▸ **Your task**:
What is needed here is every entry, retyped exactly.

(Records from a dataset)
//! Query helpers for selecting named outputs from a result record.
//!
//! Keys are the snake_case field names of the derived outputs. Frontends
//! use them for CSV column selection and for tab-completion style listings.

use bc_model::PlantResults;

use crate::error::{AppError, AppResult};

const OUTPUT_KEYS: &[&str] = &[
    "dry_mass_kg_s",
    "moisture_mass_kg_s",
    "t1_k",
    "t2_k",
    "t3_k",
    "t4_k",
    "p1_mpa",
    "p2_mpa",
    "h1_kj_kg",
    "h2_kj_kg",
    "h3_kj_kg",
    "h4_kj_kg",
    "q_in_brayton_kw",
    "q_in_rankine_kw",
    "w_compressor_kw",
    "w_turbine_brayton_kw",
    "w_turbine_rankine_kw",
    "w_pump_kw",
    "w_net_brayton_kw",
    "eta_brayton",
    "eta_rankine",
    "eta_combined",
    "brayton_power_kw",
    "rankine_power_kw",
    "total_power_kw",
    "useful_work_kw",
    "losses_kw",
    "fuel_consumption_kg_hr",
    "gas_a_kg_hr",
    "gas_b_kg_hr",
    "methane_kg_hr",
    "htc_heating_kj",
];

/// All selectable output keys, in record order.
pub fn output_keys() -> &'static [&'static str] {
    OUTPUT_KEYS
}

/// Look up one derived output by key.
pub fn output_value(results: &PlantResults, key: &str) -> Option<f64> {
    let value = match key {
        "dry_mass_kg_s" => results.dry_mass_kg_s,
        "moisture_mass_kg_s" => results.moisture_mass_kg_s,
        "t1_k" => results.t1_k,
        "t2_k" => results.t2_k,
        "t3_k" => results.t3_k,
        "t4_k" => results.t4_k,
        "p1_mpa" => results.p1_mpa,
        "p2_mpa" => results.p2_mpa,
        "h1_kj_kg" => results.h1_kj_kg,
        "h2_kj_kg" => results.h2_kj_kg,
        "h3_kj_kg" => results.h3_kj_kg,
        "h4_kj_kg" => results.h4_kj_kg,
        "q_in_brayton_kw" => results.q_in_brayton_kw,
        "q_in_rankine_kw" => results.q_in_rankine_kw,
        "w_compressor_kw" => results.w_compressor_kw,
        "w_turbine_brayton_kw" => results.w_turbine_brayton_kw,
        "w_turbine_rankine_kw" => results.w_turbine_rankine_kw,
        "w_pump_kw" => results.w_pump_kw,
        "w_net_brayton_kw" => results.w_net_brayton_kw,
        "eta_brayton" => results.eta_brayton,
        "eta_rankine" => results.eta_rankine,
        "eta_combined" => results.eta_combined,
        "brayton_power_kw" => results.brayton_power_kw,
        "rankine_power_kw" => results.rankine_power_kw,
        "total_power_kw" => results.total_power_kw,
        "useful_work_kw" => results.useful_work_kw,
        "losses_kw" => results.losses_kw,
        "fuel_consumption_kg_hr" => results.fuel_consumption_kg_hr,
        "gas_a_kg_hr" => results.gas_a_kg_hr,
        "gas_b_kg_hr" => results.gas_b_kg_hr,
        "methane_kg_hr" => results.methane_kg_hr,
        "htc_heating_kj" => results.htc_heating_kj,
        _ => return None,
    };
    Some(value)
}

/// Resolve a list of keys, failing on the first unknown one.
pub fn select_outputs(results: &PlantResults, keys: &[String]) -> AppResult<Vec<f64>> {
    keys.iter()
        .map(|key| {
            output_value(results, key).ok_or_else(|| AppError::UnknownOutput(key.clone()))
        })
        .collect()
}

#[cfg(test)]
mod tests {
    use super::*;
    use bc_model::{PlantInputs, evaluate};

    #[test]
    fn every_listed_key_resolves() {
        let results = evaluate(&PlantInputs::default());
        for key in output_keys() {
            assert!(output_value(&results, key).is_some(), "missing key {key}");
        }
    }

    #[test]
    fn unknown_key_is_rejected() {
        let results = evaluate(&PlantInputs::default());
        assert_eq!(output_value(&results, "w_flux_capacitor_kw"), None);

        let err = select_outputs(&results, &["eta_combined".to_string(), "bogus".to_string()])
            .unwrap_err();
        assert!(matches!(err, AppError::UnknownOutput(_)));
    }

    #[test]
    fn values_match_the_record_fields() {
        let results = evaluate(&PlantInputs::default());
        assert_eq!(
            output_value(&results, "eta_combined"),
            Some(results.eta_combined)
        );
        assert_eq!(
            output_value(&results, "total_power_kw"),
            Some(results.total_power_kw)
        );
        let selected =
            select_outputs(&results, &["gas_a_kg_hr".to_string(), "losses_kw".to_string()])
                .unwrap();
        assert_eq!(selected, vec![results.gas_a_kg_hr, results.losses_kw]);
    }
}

▸ **Solved exercise**:
//! Query helpers for selecting named outputs from a result record.
//!
//! Keys are the snake_case field names of the derived outputs. Frontends
//! use them for CSV column selection and for tab-completion style listings.

use bc_model::PlantResults;

use crate::error::{AppError, AppResult};

const OUTPUT_KEYS: &[&str] = &[
    "dry_mass_kg_s",
    "moisture_mass_kg_s",
    "t1_k",
    "t2_k",
    "t3_k",
    "t4_k",
    "p1_mpa",
    "p2_mpa",
    "h1_kj_kg",
    "h2_kj_kg",
    "h3_kj_kg",
    "h4_kj_kg",
    "q_in_brayton_kw",
    "q_in_rankine_kw",
    "w_compressor_kw",
    "w_turbine_brayton_kw",
    "w_turbine_rankine_kw",
    "w_pump_kw",
    "w_net_brayton_kw",
    "eta_brayton",
    "eta_rankine",
    "eta_combined",
    "brayton_power_kw",
    "rankine_power_kw",
    "total_power_kw",
    "useful_work_kw",
    "losses_kw",
    "fuel_consumption_kg_hr",
    "gas_a_kg_hr",
    "gas_b_kg_hr",
    "methane_kg_hr",
    "htc_heating_kj",
];

/// All selectable output keys, in record order.
pub fn output_keys() -> &'static [&'static str] {
    OUTPUT_KEYS
}

/// Look up one derived output by key.
pub fn output_value(results: &PlantResults, key: &str) -> Option<f64> {
    let value = match key {
        "dry_mass_kg_s" => results.dry_mass_kg_s,
        "moisture_mass_kg_s" => results.moisture_mass_kg_s,
        "t1_k" => results.t1_k,
        "t2_k" => results.t2_k,
        "t3_k" => results.t3_k,
        "t4_k" => results.t4_k,
        "p1_mpa" => results.p1_mpa,
        "p2_mpa" => results.p2_mpa,
        "h1_kj_kg" => results.h1_kj_kg,
        "h2_kj_kg" => results.h2_kj_kg,
        "h3_kj_kg" => results.h3_kj_kg,
        "h4_kj_kg" => results.h4_kj_kg,
        "q_in_brayton_kw" => results.q_in_brayton_kw,
        "q_in_rankine_kw" => results.q_in_rankine_kw,
        "w_compressor_kw" => results.w_compressor_kw,
        "w_turbine_brayton_kw" => results.w_turbine_brayton_kw,
        "w_turbine_rankine_kw" => results.w_turbine_rankine_kw,
        "w_pump_kw" => results.w_pump_kw,
        "w_net_brayton_kw" => results.w_net_brayton_kw,
        "eta_brayton" => results.eta_brayton,
        "eta_rankine" => results.eta_rankine,
        "eta_combined" => results.eta_combined,
        "brayton_power_kw" => results.brayton_power_kw,
        "rankine_power_kw" => results.rankine_power_kw,
        "total_power_kw" => results.total_power_kw,
        "useful_work_kw" => results.useful_work_kw,
        "losses_kw" => results.losses_kw,
        "fuel_consumption_kg_hr" => results.fuel_consumption_kg_hr,
        "gas_a_kg_hr" => results.gas_a_kg_hr,
        "gas_b_kg_hr" => results.gas_b_kg_hr,
        "methane_kg_hr" => results.methane_kg_hr,
        "htc_heating_kj" => results.htc_heating_kj,
        _ => return None,
    };
    Some(value)
}

/// Resolve a list of keys, failing on the first unknown one.
pub fn select_outputs(results: &PlantResults, keys: &[String]) -> AppResult<Vec<f64>> {
    keys.iter()
        .map(|key| {
            output_value(results, key).ok_or_else(|| AppError::UnknownOutput(key.clone()))
        })
        .collect()
}

#[cfg(test)]
mod tests {
    use super::*;
    use bc_model::{PlantInputs, evaluate};

    #[test]
    fn every_listed_key_resolves() {
        let results = evaluate(&PlantInputs::default());
        for key in output_keys() {
            assert!(output_value(&results, key).is_some(), "missing key {key}");
        }
    }

    #[test]
    fn unknown_key_is_rejected() {
        let results = evaluate(&PlantInputs::default());
        assert_eq!(output_value(&results, "w_flux_capacitor_kw"), None);

        let err = select_outputs(&results, &["eta_combined".to_string(), "bogus".to_string()])
            .unwrap_err();
        assert!(matches!(err, AppError::UnknownOutput(_)));
    }

    #[test]
    fn values_match_the_record_fields() {
        let results = evaluate(&PlantInputs::default());
        assert_eq!(
            output_value(&results, "eta_combined"),
            Some(results.eta_combined)
        );
        assert_eq!(
            output_value(&results, "total_power_kw"),
            Some(results.total_power_kw)
        );
        let selected =
            select_outputs(&results, &["gas_a_kg_hr".to_string(), "losses_kw".to_string()])
                .unwrap();
        assert_eq!(selected, vec![results.gas_a_kg_hr, results.losses_kw]);
    }
}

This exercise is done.